The Fed is expected to taper purchases further in 2022, to a monthly average of about $25 billion by the second half, according to the survey.
Those expectations contrast with investor speculation that the Fed may need to boost bond-buying at some point to help the recovery along.
They also seem at odds with the Fed's own guidance on keeping monetary policy super easy for years to come.
Last month the Fed said it will not raise interest rates until the economy is at full employment and inflation has reached and looks set to exceed 2%, a process policymakers signaled they think will take until at least 2023.
Bank expectations before the meeting appeared to be already in line with that new guidance. Interest rates, banks said in the survey, would begin to rise only in the second half of 2024.
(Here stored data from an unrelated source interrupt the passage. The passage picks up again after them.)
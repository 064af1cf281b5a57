//! Travel Agent - conversational trip planning
//!
//! A user message flows through a fixed pipeline of stages that share one
//! `ConversationState`: preferences are extracted from the text, the
//! destination catalog is filtered against them, the message is classified
//! as a fresh request or a follow-up, an itinerary is synthesized when trip
//! dates are known, and a single response is rendered.
//!
//! # Core Concepts
//!
//! - **Total pipeline**: no stage fails; every run ends with a response
//! - **Narrow capabilities**: catalog and text generation sit behind traits
//! - **Typed preferences**: known keys are fields, unknown keys go to `extra`
//!
//! # Modules
//!
//! - [`domain`] - Preferences, destinations, itinerary days and state
//! - [`catalog`] - Destination catalog sources
//! - [`llm`] - Text generation trait and provider clients
//! - [`prompts`] - Prompt templates
//! - [`pipeline`] - Stages and the orchestrator
//! - [`cost`] - Trip cost estimates
//! - [`config`] - Configuration types and loading
//! - [`cli`] - Command-line interface

pub mod catalog;
pub mod cli;
pub mod config;
pub mod cost;
pub mod domain;
pub mod llm;
pub mod pipeline;
pub mod prompts;

// Re-export commonly used types
pub use catalog::{Catalog, CatalogError, CatalogSource, EmbeddedCatalog, JsonFileCatalog};
pub use config::{CatalogConfig, Config, LlmConfig, PlannerConfig};
pub use cost::{BudgetLevel, CostEstimate, Currency, PartyType, estimate_trip_cost};
pub use domain::{ChatTurn, ConversationState, Day, Destination, PreferenceKey, Preferences, Speaker};
pub use llm::{LlmError, OfflineGenerator, TextGenerator};
pub use pipeline::{ItinerarySynthesizer, Pipeline, Stage, SynthesisOutcome};
pub use prompts::PromptLoader;
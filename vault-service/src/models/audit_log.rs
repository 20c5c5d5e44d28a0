//! Audit ledger entries: immutable records of security-relevant actions.

use chrono::{DateTime, Utc};
use serde::{Deserialize, Serialize};
use utoipa::ToSchema;
use uuid::Uuid;

#[derive(Debug, Clone, Copy, PartialEq, Eq, Serialize, Deserialize, ToSchema)]
#[serde(rename_all = "SCREAMING_SNAKE_CASE")]
pub enum AuditAction {
    UserRegistered,
    UserCreated,
    Login,
    PasswordResetRequested,
    PasswordReset,
    DocumentRequested,
    DocumentUpload,
    DocumentIssued,
    DocumentVerified,
    DocumentDeletedRejected,
    DocumentExpired,
    AccessGranted,
    OrganizationCreated,
}

impl AuditAction {
    pub fn as_str(&self) -> &'static str {
        match self {
            AuditAction::UserRegistered => "USER_REGISTERED",
            AuditAction::UserCreated => "USER_CREATED",
            AuditAction::Login => "LOGIN",
            AuditAction::PasswordResetRequested => "PASSWORD_RESET_REQUESTED",
            AuditAction::PasswordReset => "PASSWORD_RESET",
            AuditAction::DocumentRequested => "DOCUMENT_REQUESTED",
            AuditAction::DocumentUpload => "DOCUMENT_UPLOAD",
            AuditAction::DocumentIssued => "DOCUMENT_ISSUED",
            AuditAction::DocumentVerified => "DOCUMENT_VERIFIED",
            AuditAction::DocumentDeletedRejected => "DOCUMENT_DELETED_REJECTED",
            AuditAction::DocumentExpired => "DOCUMENT_EXPIRED",
            AuditAction::AccessGranted => "ACCESS_GRANTED",
            AuditAction::OrganizationCreated => "ORGANIZATION_CREATED",
        }
    }
}

impl std::str::FromStr for AuditAction {
    type Err = String;

    fn from_str(s: &str) -> Result<Self, Self::Err> {
        serde_json::from_value(serde_json::Value::String(s.to_string()))
            .map_err(|_| format!("Invalid audit action: {}", s))
    }
}

#[derive(Debug, Clone, Copy, PartialEq, Eq, Serialize, Deserialize, ToSchema)]
#[serde(rename_all = "lowercase")]
pub enum TargetKind {
    Document,
    Principal,
    Organization,
}

impl TargetKind {
    pub fn as_str(&self) -> &'static str {
        match self {
            TargetKind::Document => "document",
            TargetKind::Principal => "principal",
            TargetKind::Organization => "organization",
        }
    }
}

impl std::str::FromStr for TargetKind {
    type Err = String;

    fn from_str(s: &str) -> Result<Self, Self::Err> {
        match s {
            "document" => Ok(TargetKind::Document),
            "principal" => Ok(TargetKind::Principal),
            "organization" => Ok(TargetKind::Organization),
            _ => Err(format!("Invalid target kind: {}", s)),
        }
    }
}

/// Per-action detail payloads. Stored as a free-form JSON object.
#[derive(Debug, Clone, Serialize)]
#[serde(untagged)]
pub enum AuditDetails {
    #[serde(rename_all = "camelCase")]
    Registered { with_nin: bool },
    #[serde(rename_all = "camelCase")]
    UserCreated {
        role: String,
        organization_id: Option<Uuid>,
    },
    #[serde(rename_all = "camelCase")]
    Login { identifier_kind: String },
    #[serde(rename_all = "camelCase")]
    ResetRequested { expires_at: DateTime<Utc> },
    PasswordReset {},
    #[serde(rename_all = "camelCase")]
    DocumentRequested { doc_type: String, title: String },
    #[serde(rename_all = "camelCase")]
    DocumentUpload {
        doc_type: String,
        title: String,
        authenticity_score: Option<f64>,
        scoring_fallback: bool,
    },
    #[serde(rename_all = "camelCase")]
    DocumentIssued {
        doc_type: String,
        title: String,
        owner_id: Uuid,
    },
    #[serde(rename_all = "camelCase")]
    DocumentVerified {
        decision: String,
        owner_id: Uuid,
    },
    #[serde(rename_all = "camelCase")]
    DocumentRejected {
        decision: String,
        reason: String,
        original_title: String,
        original_type: String,
    },
    #[serde(rename_all = "camelCase")]
    DocumentExpired {
        previous_status: String,
        expires_at: Option<DateTime<Utc>>,
    },
    AccessGranted { method: String },
    OrganizationCreated { code: String, name: String },
}

impl AuditDetails {
    pub fn into_value(self) -> serde_json::Value {
        serde_json::to_value(self)
            .unwrap_or_else(|_| serde_json::Value::Object(serde_json::Map::new()))
    }
}

#[derive(Debug, Clone, Serialize, Deserialize, ToSchema)]
#[serde(rename_all = "camelCase")]
pub struct AuditLogEntry {
    pub id: Uuid,
    pub actor_id: Option<Uuid>,
    pub action: AuditAction,
    pub target_id: Option<Uuid>,
    pub target_kind: TargetKind,
    #[schema(value_type = Object)]
    pub details: serde_json::Value,
    pub created_at: DateTime<Utc>,
}

impl AuditLogEntry {
    pub fn new(
        actor_id: Option<Uuid>,
        action: AuditAction,
        target_id: Option<Uuid>,
        target_kind: TargetKind,
        details: AuditDetails,
    ) -> Self {
        Self {
            id: Uuid::new_v4(),
            actor_id,
            action,
            target_id,
            target_kind,
            details: details.into_value(),
            created_at: Utc::now(),
        }
    }
}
The presidents of both the Kansas City Fed and the Chicago Fed this week said the Fed should be more explicit about future asset purchasing plans, though minutes of the Fed's most recent meeting show that most of their colleagues have no problem with the guidance as it stands.
Meanwhile, Dallas Federal Reserve President Robert Kaplan on Thursday said he sees no need for the Fed to bump up its asset purchases and signaled he would support paring those purchases as the coronavirus crisis starts to recede.
"We are already buying a significant amount of bonds as it is, and I'd be skeptical of doing more myself," Kaplan told Bloomberg Radio, saying that with long-term interest rates already low, there is little chance more bond purchases could help the real economy.
"When the crisis starts to lapse and we've weathered it, I personally would be an advocate of withdrawing these programs, the 13-3 programs need to lapse, the bond-buying needs to curtail, the Fed balance sheet growth needs to curtail. I don't think it's healthy for the markets to be addicted, or too reliant, on Fed presence ... it engenders fragilities."